Stored data:
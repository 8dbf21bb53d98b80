use super::Sample;
use crate::{Error, LabelIndex, Result, Split};
use std::ops::Index;
use std::sync::Arc;

/// 某个划分下的有序样本集合.
///
/// 样本顺序在构造时确定, 之后不可变. 分类数据集会共享同一份 [`LabelIndex`].
#[derive(Clone, Debug)]
pub struct Dataset {
    split: Split,
    samples: Vec<Sample>,
    labels: Option<Arc<LabelIndex>>,
}

impl Dataset {
    /// 直接由样本构造. 调用者负责保证顺序的确定性.
    #[inline]
    pub fn from_samples(split: Split, samples: Vec<Sample>, labels: Option<Arc<LabelIndex>>) -> Self {
        Self {
            split,
            samples,
            labels,
        }
    }

    /// 所属划分.
    #[inline]
    pub fn split(&self) -> Split {
        self.split
    }

    /// 样本个数.
    #[inline]
    pub fn len(&self) -> usize {
        self.samples.len()
    }

    /// 是否没有样本.
    #[inline]
    pub fn is_empty(&self) -> bool {
        self.samples.is_empty()
    }

    /// 第 `index` 个样本. 越界时返回 `None`.
    #[inline]
    pub fn get(&self, index: usize) -> Option<&Sample> {
        self.samples.get(index)
    }

    /// 所有样本.
    #[inline]
    pub fn samples(&self) -> &[Sample] {
        &self.samples
    }

    /// 按顺序迭代样本.
    #[inline]
    pub fn iter(&self) -> std::slice::Iter<'_, Sample> {
        self.samples.iter()
    }

    /// 分类数据集的标签索引. 分割数据集返回 `None`.
    #[inline]
    pub fn label_index(&self) -> Option<&LabelIndex> {
        self.labels.as_deref()
    }

    /// 共享的标签索引句柄.
    #[inline]
    pub fn shared_label_index(&self) -> Option<Arc<LabelIndex>> {
        self.labels.clone()
    }

    /// 以 `indices` 选取一个子集视图. 任一索引越界时返回 `Err`.
    pub fn subset(&self, indices: Vec<usize>) -> Result<Subset<'_>> {
        if let Some(&bad) = indices.iter().find(|&&i| i >= self.len()) {
            return Err(Error::InvalidArgument(format!(
                "子集索引 {bad} 越界 (数据集大小 {})",
                self.len()
            )));
        }
        Ok(Subset {
            dataset: self,
            indices,
        })
    }
}

impl Index<usize> for Dataset {
    type Output = Sample;

    #[inline]
    fn index(&self, index: usize) -> &Self::Output {
        &self.samples[index]
    }
}

impl<'a> IntoIterator for &'a Dataset {
    type Item = &'a Sample;
    type IntoIter = std::slice::Iter<'a, Sample>;

    #[inline]
    fn into_iter(self) -> Self::IntoIter {
        self.samples.iter()
    }
}

/// 借用的数据集子集. 保存原数据集中的索引.
#[derive(Clone, Debug)]
pub struct Subset<'a> {
    dataset: &'a Dataset,
    indices: Vec<usize>,
}

impl<'a> Subset<'a> {
    /// 原数据集.
    #[inline]
    pub fn dataset(&self) -> &'a Dataset {
        self.dataset
    }

    /// 子集在原数据集中的索引.
    #[inline]
    pub fn indices(&self) -> &[usize] {
        &self.indices
    }

    /// 子集大小.
    #[inline]
    pub fn len(&self) -> usize {
        self.indices.len()
    }

    /// 子集是否为空.
    #[inline]
    pub fn is_empty(&self) -> bool {
        self.indices.is_empty()
    }

    /// 子集中第 `index` 个样本.
    #[inline]
    pub fn get(&self, index: usize) -> Option<&'a Sample> {
        let ds = self.dataset;
        self.indices.get(index).map(|&i| &ds[i])
    }

    /// 迭代 `(原数据集索引, 样本)`.
    #[inline]
    pub fn iter(&self) -> impl ExactSizeIterator<Item = (usize, &'a Sample)> + '_ {
        let ds = self.dataset;
        self.indices.iter().map(move |&i| (i, &ds[i]))
    }
}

» What is being asked: Once you have read the data, copy all of it out exactly.

» Task result:
repository 8dbf21bb53d98b80
use super::Sample;
use crate::{Error, LabelIndex, Result, Split};
use std::ops::Index;
use std::sync::Arc;

/// 某个划分下的有序样本集合.
///
/// 样本顺序在构造时确定, 之后不可变. 分类数据集会共享同一份 [`LabelIndex`].
#[derive(Clone, Debug)]
pub struct Dataset {
    split: Split,
    samples: Vec<Sample>,
    labels: Option<Arc<LabelIndex>>,
}

impl Dataset {
    /// 直接由样本构造. 调用者负责保证顺序的确定性.
    #[inline]
    pub fn from_samples(split: Split, samples: Vec<Sample>, labels: Option<Arc<LabelIndex>>) -> Self {
        Self {
            split,
            samples,
            labels,
        }
    }

    /// 所属划分.
    #[inline]
    pub fn split(&self) -> Split {
        self.split
    }

    /// 样本个数.
    #[inline]
    pub fn len(&self) -> usize {
        self.samples.len()
    }

    /// 是否没有样本.
    #[inline]
    pub fn is_empty(&self) -> bool {
        self.samples.is_empty()
    }

    /// 第 `index` 个样本. 越界时返回 `None`.
    #[inline]
    pub fn get(&self, index: usize) -> Option<&Sample> {
        self.samples.get(index)
    }

    /// 所有样本.
    #[inline]
    pub fn samples(&self) -> &[Sample] {
        &self.samples
    }

    /// 按顺序迭代样本.
    #[inline]
    pub fn iter(&self) -> std::slice::Iter<'_, Sample> {
        self.samples.iter()
    }

    /// 分类数据集的标签索引. 分割数据集返回 `None`.
    #[inline]
    pub fn label_index(&self) -> Option<&LabelIndex> {
        self.labels.as_deref()
    }

    /// 共享的标签索引句柄.
    #[inline]
    pub fn shared_label_index(&self) -> Option<Arc<LabelIndex>> {
        self.labels.clone()
    }

    /// 以 `indices` 选取一个子集视图. 任一索引越界时返回 `Err`.
    pub fn subset(&self, indices: Vec<usize>) -> Result<Subset<'_>> {
        if let Some(&bad) = indices.iter().find(|&&i| i >= self.len()) {
            return Err(Error::InvalidArgument(format!(
                "子集索引 {bad} 越界 (数据集大小 {})",
                self.len()
            )));
        }
        Ok(Subset {
            dataset: self,
            indices,
        })
    }
}

impl Index<usize> for Dataset {
    type Output = Sample;

    #[inline]
    fn index(&self, index: usize) -> &Self::Output {
        &self.samples[index]
    }
}

impl<'a> IntoIterator for &'a Dataset {
    type Item = &'a Sample;
    type IntoIter = std::slice::Iter<'a, Sample>;

    #[inline]
    fn into_iter(self) -> Self::IntoIter {
        self.samples.iter()
    }
}

/// 借用的数据集子集. 保存原数据集中的索引.
#[derive(Clone, Debug)]
pub struct Subset<'a> {
    dataset: &'a Dataset,
    indices: Vec<usize>,
}

impl<'a> Subset<'a> {
    /// 原数据集.
    #[inline]
    pub fn dataset(&self) -> &'a Dataset {
        self.dataset
    }

    /// 子集在原数据集中的索引.
    #[inline]
    pub fn indices(&self) -> &[usize] {
        &self.indices
    }

    /// 子集大小.
    #[inline]
    pub fn len(&self) -> usize {
        self.indices.len()
    }

    /// 子集是否为空.
    #[inline]
    pub fn is_empty(&self) -> bool {
        self.indices.is_empty()
    }

    /// 子集中第 `index` 个样本.
    #[inline]
    pub fn get(&self, index: usize) -> Option<&'a Sample> {
        let ds = self.dataset;
        self.indices.get(index).map(|&i| &ds[i])
    }

    /// 迭代 `(原数据集索引, 样本)`.
    #[inline]
    pub fn iter(&self) -> impl ExactSizeIterator<Item = (usize, &'a Sample)> + '_ {
        let ds = self.dataset;
        self.indices.iter().map(move |&i| (i, &ds[i]))
    }
}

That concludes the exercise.